The invention relates to a mechanical connector for high and low voltages, comprising:

- a first connector part with a first end having a cavity;

- a second connector part with a first end having a cross section adapted to the cavity of the first connector part,

wherein the inner dimensions of the cavity correspond with the outer dimensions of the cross section to provide a slide fit and an electrical connection between the outer circumference of the cross section and the inner circumference of the cavity.

In for example a circuit breaker, it is desired to disconnect the circuit breaker, after it has been brought into an open position. To this end, a mechanical connector is arranged in the fixed electrode rod such that the electrode rod can be taken apart into two portions and achieve a disconnected state.

As such circuit breakers are typically intended for high voltages, one needs to ensure, that any transition resistance is minimized. Therefor, the known mechanical connectors have a cavity on one end and a second portion with a cross section corresponding to the shape of the cavity. The second portion is slid into the cavity to connect both portions and electrical contact is achieved via the circumference, which is, considering the electrical fields and current, the optimal path to minimize any transition resistance.

However any heat present in one of the mechanical connector parts is difficult to transfer to the other connector part, as the contact area at the circumference is rather small.

It is an object of the invention to reduce or even remove the above mentioned disadvantages.

This object is achieved with a mechanical connector according to the preamble, which is characterized in that a thermal conductive, electrically insulating layer is arranged between and in contact with the second connector part and the first connector part. Preferably, the thermal conductive, electrically insulating layer is arranged between and in contact with the end face of the second connector part and the bottom of the cavity of the first connector part.

By providing a thermal conductive, electrically insulating layer between the end face of the second connector part and the bottom of the cavity of the first connector part, the full cross section area is used to transfer heat between the first and second connector part. Because the layer is electrically insulating, the path of the electric current is not influenced and therefor remains optimal in view of transition resistance.

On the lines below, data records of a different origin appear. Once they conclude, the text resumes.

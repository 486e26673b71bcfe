//! # Key Stager
//!
//! A cross-platform utility for staging a text string or hotkey combo and
//! replaying it into the focused window after a configurable delay.
//!
//! ## Features
//!
//! - Stage text or `+`-joined hotkey combos ("CTRL+SHIFT+A")
//! - Deferred replay so the user can refocus the target window
//! - Editable send history with per-entry and bulk obfuscation
//! - Preset hotkey combos and categorized key listings
//! - JSON configuration file support
//!
//! ## Example
//!
//! ```no_run
//! use key_stager::{Config, HotkeyParser, KeyInjector, Stager};
//!
//! # #[tokio::main]
//! # async fn main() -> key_stager::Result<()> {
//! let injector = KeyInjector::new()?;
//! let mut stager = Stager::new(injector, HotkeyParser::default(), &Config::default());
//!
//! // Replays after the configured delay; history records it immediately.
//! let replay = stager.send_text("hello")?;
//! replay.await.expect("replay task panicked")?;
//! # Ok(())
//! # }
//! ```
//!
//! ## Configuration
//!
//! Configuration can be provided via JSON files:
//!
//! ```json
//! {
//!   "default_delay": "2s",
//!   "obfuscate_by_default": true,
//!   "verbose": false
//! }
//! ```

pub mod config;
pub mod error;
pub mod history;
pub mod injector;
pub mod keymap;
pub mod stager;

pub use config::Config;
pub use error::{Result, StagerError};
pub use history::{HistoryItem, HistoryStore, ItemKind};
pub use injector::{Injector, KeyCombo, KeyInjector};
pub use keymap::{HotkeyParser, KeyCategories, Platform, PRESETS};
pub use stager::Stager;
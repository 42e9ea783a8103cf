//! Ed25519 request signature verification.
//!
//! The platform signs `timestamp || body` with the application's private key
//! and sends the hex-encoded signature alongside the timestamp in headers.

use ed25519_dalek::{Signature, Verifier as _, VerifyingKey, PUBLIC_KEY_LENGTH, SIGNATURE_LENGTH};
use thiserror::Error;

pub const SIGNATURE_HEADER: &str = "x-signature-ed25519";
pub const TIMESTAMP_HEADER: &str = "x-signature-timestamp";

#[derive(Debug, Error, PartialEq, Eq)]
pub enum SignatureError {
    #[error("public key is not valid hex")]
    KeyEncoding,
    #[error("public key must be {PUBLIC_KEY_LENGTH} bytes, got {0}")]
    KeyLength(usize),
    #[error("public key is not a valid ed25519 point")]
    KeyInvalid,
    #[error("missing {0} header")]
    MissingHeader(&'static str),
    #[error("signature is not valid hex")]
    SignatureEncoding,
    #[error("signature must be {SIGNATURE_LENGTH} bytes, got {0}")]
    SignatureLength(usize),
    #[error("signature does not match")]
    Mismatch,
}

/// Verifies inbound interaction requests against a configured public key.
#[derive(Debug, Clone)]
pub struct Verifier {
    key: VerifyingKey,
}

impl Verifier {
    /// Parse a hex-encoded public key. Whitespace around the key is ignored.
    pub fn from_hex(public_key: &str) -> Result<Self, SignatureError> {
        let bytes = hex::decode(public_key.trim()).map_err(|_| SignatureError::KeyEncoding)?;
        let bytes: [u8; PUBLIC_KEY_LENGTH] = bytes
            .as_slice()
            .try_into()
            .map_err(|_| SignatureError::KeyLength(bytes.len()))?;
        let key = VerifyingKey::from_bytes(&bytes).map_err(|_| SignatureError::KeyInvalid)?;
        Ok(Self { key })
    }

    pub fn from_key(key: VerifyingKey) -> Self {
        Self { key }
    }

    /// Check `signature_hex` over `timestamp || body`.
    ///
    /// Headers are passed as options so that a missing header and a bad
    /// signature are reported distinctly.
    pub fn verify(
        &self,
        signature_hex: Option<&str>,
        timestamp: Option<&str>,
        body: &[u8],
    ) -> Result<(), SignatureError> {
        let signature_hex = signature_hex
            .map(str::trim)
            .filter(|value| !value.is_empty())
            .ok_or(SignatureError::MissingHeader(SIGNATURE_HEADER))?;
        let timestamp = timestamp
            .filter(|value| !value.is_empty())
            .ok_or(SignatureError::MissingHeader(TIMESTAMP_HEADER))?;

        let raw = hex::decode(signature_hex).map_err(|_| SignatureError::SignatureEncoding)?;
        let signature =
            Signature::from_slice(&raw).map_err(|_| SignatureError::SignatureLength(raw.len()))?;

        let mut message = Vec::with_capacity(timestamp.len() + body.len());
        message.extend_from_slice(timestamp.as_bytes());
        message.extend_from_slice(body);

        self.key
            .verify(&message, &signature)
            .map_err(|_| SignatureError::Mismatch)
    }
}

#[cfg(test)]
pub(crate) mod tests {
    use ed25519_dalek::{Signer, SigningKey};

    use super::*;

    pub(crate) fn test_signing_key() -> SigningKey {
        SigningKey::from_bytes(&[7u8; 32])
    }

    pub(crate) fn sign(key: &SigningKey, timestamp: &str, body: &[u8]) -> String {
        let mut message = timestamp.as_bytes().to_vec();
        message.extend_from_slice(body);
        hex::encode(key.sign(&message).to_bytes())
    }

    fn verifier() -> Verifier {
        let key = test_signing_key();
        Verifier::from_hex(&hex::encode(key.verifying_key().to_bytes())).unwrap()
    }

    #[test]
    fn accepts_valid_signature() {
        let key = test_signing_key();
        let body = br#"{"type":1}"#;
        let sig = sign(&key, "1700000000", body);
        assert!(verifier().verify(Some(&sig), Some("1700000000"), body).is_ok());
    }

    #[test]
    fn rejects_tampered_body_and_timestamp() {
        let key = test_signing_key();
        let sig = sign(&key, "1700000000", b"{}");
        let v = verifier();
        assert_eq!(
            v.verify(Some(&sig), Some("1700000000"), b"{ }"),
            Err(SignatureError::Mismatch)
        );
        assert_eq!(
            v.verify(Some(&sig), Some("1700000001"), b"{}"),
            Err(SignatureError::Mismatch)
        );
    }

    #[test]
    fn rejects_missing_headers() {
        let v = verifier();
        assert_eq!(
            v.verify(None, Some("1"), b"{}"),
            Err(SignatureError::MissingHeader(SIGNATURE_HEADER))
        );
        assert_eq!(
            v.verify(Some("00"), None, b"{}"),
            Err(SignatureError::MissingHeader(TIMESTAMP_HEADER))
        );
    }

    #[test]
    fn rejects_malformed_signature() {
        let v = verifier();
        assert_eq!(
            v.verify(Some("zz"), Some("1"), b"{}"),
            Err(SignatureError::SignatureEncoding)
        );
        assert_eq!(
            v.verify(Some("abcd"), Some("1"), b"{}"),
            Err(SignatureError::SignatureLength(2))
        );
    }

    #[test]
    fn rejects_bad_public_keys() {
        assert_eq!(
            Verifier::from_hex("not-hex").unwrap_err(),
            SignatureError::KeyEncoding
        );
        assert_eq!(
            Verifier::from_hex("abcd").unwrap_err(),
            SignatureError::KeyLength(2)
        );
    }
}
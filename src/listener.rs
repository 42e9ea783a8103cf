//! Worker-side handling of envelopes pulled off the agent's channel.

use std::{sync::Arc, time::Duration};

use anyhow::{Context, Result};
use async_trait::async_trait;
use chrono::{SecondsFormat, Utc};
use tokio_util::sync::CancellationToken;

use crate::broker::{EnvelopeSubscriber, PayloadHandler};
use crate::discord_api::{InteractionResponder, MessageParams};
use crate::interaction::Interaction;
use crate::protocol::Envelope;
use crate::registry::{AgentInfo, AgentRegistry, DEFAULT_HEARTBEAT_INTERVAL};
use crate::supervisor::{supervise, RestartPolicy};

/// Budget for both outbound calls of a single event.
pub const EVENT_DEADLINE: Duration = Duration::from_secs(10);

/// What happened to one payload.
#[derive(Debug, Clone, PartialEq, Eq)]
pub enum ListenOutcome {
    Processed,
    /// Not an envelope; logged and skipped.
    Malformed,
    /// Envelope for a different agent.
    OtherAgent(String),
    /// Shutdown arrived while responding.
    Cancelled,
}

pub struct AgentListener {
    agent: String,
    application_id: String,
    responder: Arc<dyn InteractionResponder>,
    deadline: Duration,
}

In another embodiment of the mechanical connector according to the invention, the thermal conductive, electrically insulating layer is arranged as a sleeve along the cavity wall. When the first end of the second connector part is inserted into the cavity of the first connector part, the second part will also be brought into contact with the thermal conductive, electrically insulating layer. Especially, when the stroke length when inserting could differ, this will always ensure a sufficient thermal connection between the first connector part and the second connector part. Preferably, the thermal conductive, electrically insulating layer is compressible. This ensures, that when the second connector part is slid into the cavity of the first connector part, a good thermal contact is obtained between both connector parts and the thermal conductive, electrically insulating layer.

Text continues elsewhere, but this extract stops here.